### Task directions
Restate, word for word, the lines from the opening line of the data through the line containing "Default, PartialEq, Eq, Serialize, Deserialize)]", both included, and nothing else.

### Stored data
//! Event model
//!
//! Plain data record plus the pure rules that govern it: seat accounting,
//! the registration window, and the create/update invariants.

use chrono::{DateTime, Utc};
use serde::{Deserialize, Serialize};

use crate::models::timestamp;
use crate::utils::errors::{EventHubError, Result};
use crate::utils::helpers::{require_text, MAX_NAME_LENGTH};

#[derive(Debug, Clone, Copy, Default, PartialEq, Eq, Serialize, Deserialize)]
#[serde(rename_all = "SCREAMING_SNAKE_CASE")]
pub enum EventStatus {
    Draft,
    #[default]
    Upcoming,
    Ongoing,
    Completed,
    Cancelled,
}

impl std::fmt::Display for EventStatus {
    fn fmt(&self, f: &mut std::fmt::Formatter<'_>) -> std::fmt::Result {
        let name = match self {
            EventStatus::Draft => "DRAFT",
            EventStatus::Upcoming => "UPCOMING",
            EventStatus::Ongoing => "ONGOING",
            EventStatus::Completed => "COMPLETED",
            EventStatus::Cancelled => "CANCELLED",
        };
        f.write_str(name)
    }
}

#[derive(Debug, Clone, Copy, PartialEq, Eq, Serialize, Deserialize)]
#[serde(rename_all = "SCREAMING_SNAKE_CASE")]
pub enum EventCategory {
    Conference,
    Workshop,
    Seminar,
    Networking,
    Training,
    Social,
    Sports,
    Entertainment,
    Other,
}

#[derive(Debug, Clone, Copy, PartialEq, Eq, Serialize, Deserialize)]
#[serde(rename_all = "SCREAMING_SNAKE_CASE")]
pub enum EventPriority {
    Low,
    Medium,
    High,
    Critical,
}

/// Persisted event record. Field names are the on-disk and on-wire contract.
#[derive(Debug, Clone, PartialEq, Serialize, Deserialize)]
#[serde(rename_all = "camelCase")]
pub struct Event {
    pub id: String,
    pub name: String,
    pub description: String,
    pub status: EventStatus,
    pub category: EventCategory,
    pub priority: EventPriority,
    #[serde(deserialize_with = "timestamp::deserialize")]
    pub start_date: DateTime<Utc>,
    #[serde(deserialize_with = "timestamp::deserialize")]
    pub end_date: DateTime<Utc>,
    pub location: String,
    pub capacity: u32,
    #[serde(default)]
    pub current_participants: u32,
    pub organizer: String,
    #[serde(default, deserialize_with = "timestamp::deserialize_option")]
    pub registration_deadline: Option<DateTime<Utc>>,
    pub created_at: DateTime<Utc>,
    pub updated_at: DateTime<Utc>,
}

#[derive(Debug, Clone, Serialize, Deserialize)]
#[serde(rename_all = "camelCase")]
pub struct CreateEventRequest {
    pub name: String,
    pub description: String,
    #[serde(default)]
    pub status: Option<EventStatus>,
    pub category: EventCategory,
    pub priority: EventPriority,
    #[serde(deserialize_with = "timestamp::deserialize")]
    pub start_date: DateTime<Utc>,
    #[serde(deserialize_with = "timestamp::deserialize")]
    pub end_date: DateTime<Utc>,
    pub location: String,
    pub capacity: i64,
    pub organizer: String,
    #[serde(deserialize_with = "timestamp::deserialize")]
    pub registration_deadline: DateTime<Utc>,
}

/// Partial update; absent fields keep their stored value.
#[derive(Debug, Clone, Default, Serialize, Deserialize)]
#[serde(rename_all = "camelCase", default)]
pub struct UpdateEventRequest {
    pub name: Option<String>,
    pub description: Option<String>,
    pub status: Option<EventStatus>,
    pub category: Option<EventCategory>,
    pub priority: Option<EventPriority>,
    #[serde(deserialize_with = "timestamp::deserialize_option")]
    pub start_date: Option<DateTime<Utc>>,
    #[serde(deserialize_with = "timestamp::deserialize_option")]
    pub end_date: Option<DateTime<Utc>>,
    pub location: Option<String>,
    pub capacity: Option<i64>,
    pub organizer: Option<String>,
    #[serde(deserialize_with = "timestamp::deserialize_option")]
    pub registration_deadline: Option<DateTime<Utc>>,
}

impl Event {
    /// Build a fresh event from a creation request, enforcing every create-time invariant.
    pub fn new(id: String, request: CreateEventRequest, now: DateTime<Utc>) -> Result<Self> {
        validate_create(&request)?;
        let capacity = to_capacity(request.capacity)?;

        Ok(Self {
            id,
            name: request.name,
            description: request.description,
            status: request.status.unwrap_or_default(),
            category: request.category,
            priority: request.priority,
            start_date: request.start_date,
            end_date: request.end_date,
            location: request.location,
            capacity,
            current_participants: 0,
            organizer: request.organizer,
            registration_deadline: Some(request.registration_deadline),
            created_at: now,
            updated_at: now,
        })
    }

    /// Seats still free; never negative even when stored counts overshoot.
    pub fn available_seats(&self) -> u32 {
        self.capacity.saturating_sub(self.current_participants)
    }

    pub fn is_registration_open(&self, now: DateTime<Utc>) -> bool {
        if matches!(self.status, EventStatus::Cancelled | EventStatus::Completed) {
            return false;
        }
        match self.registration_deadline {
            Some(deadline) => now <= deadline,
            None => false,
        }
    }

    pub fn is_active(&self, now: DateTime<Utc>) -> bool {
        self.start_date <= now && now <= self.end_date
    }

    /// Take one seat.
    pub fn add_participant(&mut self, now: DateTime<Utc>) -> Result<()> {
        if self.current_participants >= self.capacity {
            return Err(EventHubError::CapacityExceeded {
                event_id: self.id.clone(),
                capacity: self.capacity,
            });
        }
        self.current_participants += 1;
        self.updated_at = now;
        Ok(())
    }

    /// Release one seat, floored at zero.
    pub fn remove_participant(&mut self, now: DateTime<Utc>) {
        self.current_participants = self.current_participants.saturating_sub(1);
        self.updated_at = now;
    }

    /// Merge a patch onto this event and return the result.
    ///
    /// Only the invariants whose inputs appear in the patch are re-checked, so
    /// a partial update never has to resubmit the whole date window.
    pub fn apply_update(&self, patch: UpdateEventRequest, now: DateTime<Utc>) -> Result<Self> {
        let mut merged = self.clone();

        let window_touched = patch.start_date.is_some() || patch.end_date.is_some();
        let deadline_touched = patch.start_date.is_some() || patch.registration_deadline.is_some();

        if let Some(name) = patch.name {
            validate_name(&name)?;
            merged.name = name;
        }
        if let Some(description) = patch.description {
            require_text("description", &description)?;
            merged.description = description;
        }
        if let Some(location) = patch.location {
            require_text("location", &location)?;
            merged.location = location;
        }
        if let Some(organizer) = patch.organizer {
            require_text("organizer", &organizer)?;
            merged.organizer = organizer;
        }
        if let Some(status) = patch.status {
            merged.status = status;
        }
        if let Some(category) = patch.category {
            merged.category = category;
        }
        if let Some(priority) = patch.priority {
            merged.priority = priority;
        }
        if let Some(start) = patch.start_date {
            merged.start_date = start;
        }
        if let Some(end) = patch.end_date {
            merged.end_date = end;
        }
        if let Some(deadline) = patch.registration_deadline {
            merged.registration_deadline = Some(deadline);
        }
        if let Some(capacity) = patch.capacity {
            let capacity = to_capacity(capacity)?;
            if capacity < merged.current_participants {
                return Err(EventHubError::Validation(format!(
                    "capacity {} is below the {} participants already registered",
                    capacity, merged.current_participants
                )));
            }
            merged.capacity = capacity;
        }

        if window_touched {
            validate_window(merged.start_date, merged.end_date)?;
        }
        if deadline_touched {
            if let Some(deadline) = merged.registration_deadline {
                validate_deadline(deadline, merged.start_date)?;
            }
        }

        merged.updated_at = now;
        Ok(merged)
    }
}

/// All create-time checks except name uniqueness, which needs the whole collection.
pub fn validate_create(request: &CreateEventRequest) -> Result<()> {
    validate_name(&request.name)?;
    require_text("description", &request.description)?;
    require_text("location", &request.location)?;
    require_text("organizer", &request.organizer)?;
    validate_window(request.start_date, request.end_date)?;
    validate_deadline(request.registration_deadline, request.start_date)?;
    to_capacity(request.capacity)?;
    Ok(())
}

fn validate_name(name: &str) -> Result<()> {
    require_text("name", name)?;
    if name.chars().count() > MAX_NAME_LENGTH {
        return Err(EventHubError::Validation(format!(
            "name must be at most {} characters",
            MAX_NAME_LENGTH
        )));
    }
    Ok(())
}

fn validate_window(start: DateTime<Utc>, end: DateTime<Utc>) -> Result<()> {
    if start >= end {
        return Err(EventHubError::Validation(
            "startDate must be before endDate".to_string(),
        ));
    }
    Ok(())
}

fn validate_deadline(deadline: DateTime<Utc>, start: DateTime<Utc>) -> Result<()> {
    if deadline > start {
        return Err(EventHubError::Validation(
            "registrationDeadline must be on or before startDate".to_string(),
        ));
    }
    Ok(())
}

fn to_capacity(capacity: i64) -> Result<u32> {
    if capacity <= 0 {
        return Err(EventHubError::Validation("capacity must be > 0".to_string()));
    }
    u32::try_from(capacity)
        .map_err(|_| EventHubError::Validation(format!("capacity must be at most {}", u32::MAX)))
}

### Answer for the task
//! Event model
//!
//! Plain data record plus the pure rules that govern it: seat accounting,
//! the registration window, and the create/update invariants.

use chrono::{DateTime, Utc};
use serde::{Deserialize, Serialize};

use crate::models::timestamp;
use crate::utils::errors::{EventHubError, Result};
use crate::utils::helpers::{require_text, MAX_NAME_LENGTH};

#[derive(Debug, Clone, Copy, Default, PartialEq, Eq, Serialize, Deserialize)]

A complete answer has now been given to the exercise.